Foi a primeira vez que Assange conversou com uma plateia brasileira e que falou publicamente desde que foi determinada a sua prisão domiciliar há oito meses. Afirmou que está há 267 dias preso sem que tenha feita nenhuma acusação formal contra ele e que isso é a maior prova de como os governos ocidentais manipulam as leis a seu favor.
— Toda vez que os governos da Europa e dos EUA são alvos de revelações sobre o que fazem à revelia das populações de seus países, eles buscam uma tática diversionista para tirar a atenção do que de fato interessa, que são as manipulações de seus sistemas legais — disse ele, sobre a polêmica envolvendo a revelação de nomes de fontes nos telegramas da Wikileaks. — O fato é que o governo americano tem uma lista com mais de 20 mil pessoas que foram ou serão assassinadas no Afeganistão ou no Iraque, e a grande mídia americana não diz nada.
Primavera Árabe teria
se originado com Wikileaks
Na palestra, Assange creditou à instituição o fenômeno da Primavera Árabe — os protestos populares que derrubaram e ainda derrubam governos no Norte da África e Oriente Médio:
— Ela aconteceu principalmente porque revelamos as ligações das ditaduras da região com o governo americano, como foi o caso da Tunísia, do Egito e da Arábia Saudita.
Governos estariam nas
mãos de criminosos
Assange afirmou que muitos governos ao redor do mundo estão tomados por criminosos e destacou que os cartéis do crime organizado formados no México avançam sobre governos e parlamentos da América Central e do Sul, como El Salvador.

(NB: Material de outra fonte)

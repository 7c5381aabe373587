//! Per-field metadata shared by the writer, the formats and the reader.

use std::collections::BTreeMap;
use std::fmt;
use std::sync::Arc;

use ahash::AHashMap;
use parking_lot::RwLock;
use serde::{Deserialize, Serialize};

use crate::error::{PilumError, Result};

/// The kind of doc values a field carries.
#[derive(Debug, Clone, Copy, PartialEq, Eq, Hash, Serialize, Deserialize)]
pub enum DocValuesType {
    /// No doc values.
    None,
    /// One `i64` per document.
    Numeric,
    /// One byte string per document.
    Binary,
    /// At most one term per document, drawn from a sorted dictionary.
    Sorted,
}

impl DocValuesType {
    /// Persisted code of this type.
    pub fn code(self) -> u8 {
        match self {
            DocValuesType::None => 0,
            DocValuesType::Numeric => 1,
            DocValuesType::Binary => 2,
            DocValuesType::Sorted => 3,
        }
    }

    /// Decode a persisted code.
    pub fn from_code(code: u8) -> Result<Self> {
        match code {
            0 => Ok(DocValuesType::None),
            1 => Ok(DocValuesType::Numeric),
            2 => Ok(DocValuesType::Binary),
            3 => Ok(DocValuesType::Sorted),
            other => Err(PilumError::corruption(format!(
                "unknown doc values type {other}"
            ))),
        }
    }
}

impl fmt::Display for DocValuesType {
    fn fmt(&self, f: &mut fmt::Formatter<'_>) -> fmt::Result {
        let name = match self {
            DocValuesType::None => "none",
            DocValuesType::Numeric => "numeric",
            DocValuesType::Binary => "binary",
            DocValuesType::Sorted => "sorted",
        };
        f.write_str(name)
    }
}

/// Metadata for one field of a segment.
///
/// The attribute map is interior-mutable: the per-field formats record which
/// sub-format and suffix wrote the field while the field infos are shared.
#[derive(Debug)]
pub struct FieldInfo {
    /// Field name.
    pub name: String,

    /// Dense field number, unique within the segment.
    pub number: u32,

    /// Kind of doc values stored for the field.
    pub doc_values_type: DocValuesType,

    /// Whether the field has an inverted index.
    pub has_postings: bool,

    attributes: RwLock<BTreeMap<String, String>>,
}

impl FieldInfo {
    /// Create a field with no attributes.
    pub fn new(
        name: impl Into<String>,
        number: u32,
        doc_values_type: DocValuesType,
        has_postings: bool,
    ) -> Self {
        FieldInfo {
            name: name.into(),
            number,
            doc_values_type,
            has_postings,
            attributes: RwLock::new(BTreeMap::new()),
        }
    }

    /// Create a field with the given attributes.
    pub fn with_attributes(
        name: impl Into<String>,
        number: u32,
        doc_values_type: DocValuesType,
        has_postings: bool,
        attributes: BTreeMap<String, String>,
    ) -> Self {
        let info = Self::new(name, number, doc_values_type, has_postings);
        *info.attributes.write() = attributes;
        info
    }

    /// Value of an attribute.
    pub fn attribute(&self, key: &str) -> Option<String> {
        self.attributes.read().get(key).cloned()
    }

    /// Set an attribute, returning the previous value.
    pub fn put_attribute(&self, key: impl Into<String>, value: impl Into<String>) -> Option<String> {
        self.attributes.write().insert(key.into(), value.into())
    }

    /// Snapshot of every attribute.
    pub fn attributes(&self) -> BTreeMap<String, String> {
        self.attributes.read().clone()
    }

    /// Whether the field stores doc values.
    pub fn has_doc_values(&self) -> bool {
        self.doc_values_type != DocValuesType::None
    }
}

/// Serializable view of a [`FieldInfo`], used for CLI output.
#[derive(Debug, Clone, Serialize, Deserialize)]
pub struct FieldInfoSummary {
    pub name: String,
    pub number: u32,
    pub doc_values_type: DocValuesType,
    pub has_postings: bool,
    pub attributes: BTreeMap<String, String>,
}

impl From<&FieldInfo> for FieldInfoSummary {
    fn from(info: &FieldInfo) -> Self {
        FieldInfoSummary {
            name: info.name.clone(),
            number: info.number,
            doc_values_type: info.doc_values_type,
            has_postings: info.has_postings,
            attributes: info.attributes(),
        }
    }
}

/// The fields of a segment, ordered by number.
#[derive(Debug, Default)]
pub struct FieldInfos {
    by_number: Vec<Arc<FieldInfo>>,
    by_name: AHashMap<String, usize>,
}

impl FieldInfos {
    /// Build from a list of fields. Duplicate numbers or names are rejected.
    pub fn new(fields: Vec<FieldInfo>) -> Result<Self> {
        let mut fields: Vec<Arc<FieldInfo>> = fields.into_iter().map(Arc::new).collect();
        fields.sort_by_key(|f| f.number);

        let mut by_name = AHashMap::with_capacity(fields.len());
        for (i, field) in fields.iter().enumerate() {
            if i > 0 && fields[i - 1].number == field.number {
                return Err(PilumError::consistency(format!(
                    "duplicate field number {} ({} and {})",
                    field.number,
                    fields[i - 1].name,
                    field.name
                )));
            }
            if by_name.insert(field.name.clone(), i).is_some() {
                return Err(PilumError::consistency(format!(
                    "duplicate field name {:?}",
                    field.name
                )));
            }
        }

        Ok(FieldInfos {
            by_number: fields,
            by_name,
        })
    }

    /// Look up a field by name.
    pub fn field_by_name(&self, name: &str) -> Option<&Arc<FieldInfo>> {
        self.by_name.get(name).map(|&i| &self.by_number[i])
    }

    /// Look up a field by number.
    pub fn field_by_number(&self, number: u32) -> Option<&Arc<FieldInfo>> {
        self.by_number
            .binary_search_by_key(&number, |f| f.number)
            .ok()
            .map(|i| &self.by_number[i])
    }

    /// Iterate in field-number order.
    pub fn iter(&self) -> impl Iterator<Item = &Arc<FieldInfo>> {
        self.by_number.iter()
    }

    /// Number of fields.
    pub fn len(&self) -> usize {
        self.by_number.len()
    }

    /// Whether there are no fields.
    pub fn is_empty(&self) -> bool {
        self.by_number.is_empty()
    }

    /// Whether any field has doc values.
    pub fn has_doc_values(&self) -> bool {
        self.iter().any(|f| f.has_doc_values())
    }

    /// Whether any field has postings.
    pub fn has_postings(&self) -> bool {
        self.iter().any(|f| f.has_postings)
    }
}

Ele afirma que boa parte do conteúdo dos telegramas do Departamento de Estado americano revelados há um ano diz respeito a esta tomada dos poderes legislativo e executivo dos governos por criminosos de todos os tipos (de traficantes a corruptos), mas as mídias locais não revelam os nomes de políticos ou empresas por medo de retaliações financeiras e processos na Justiça.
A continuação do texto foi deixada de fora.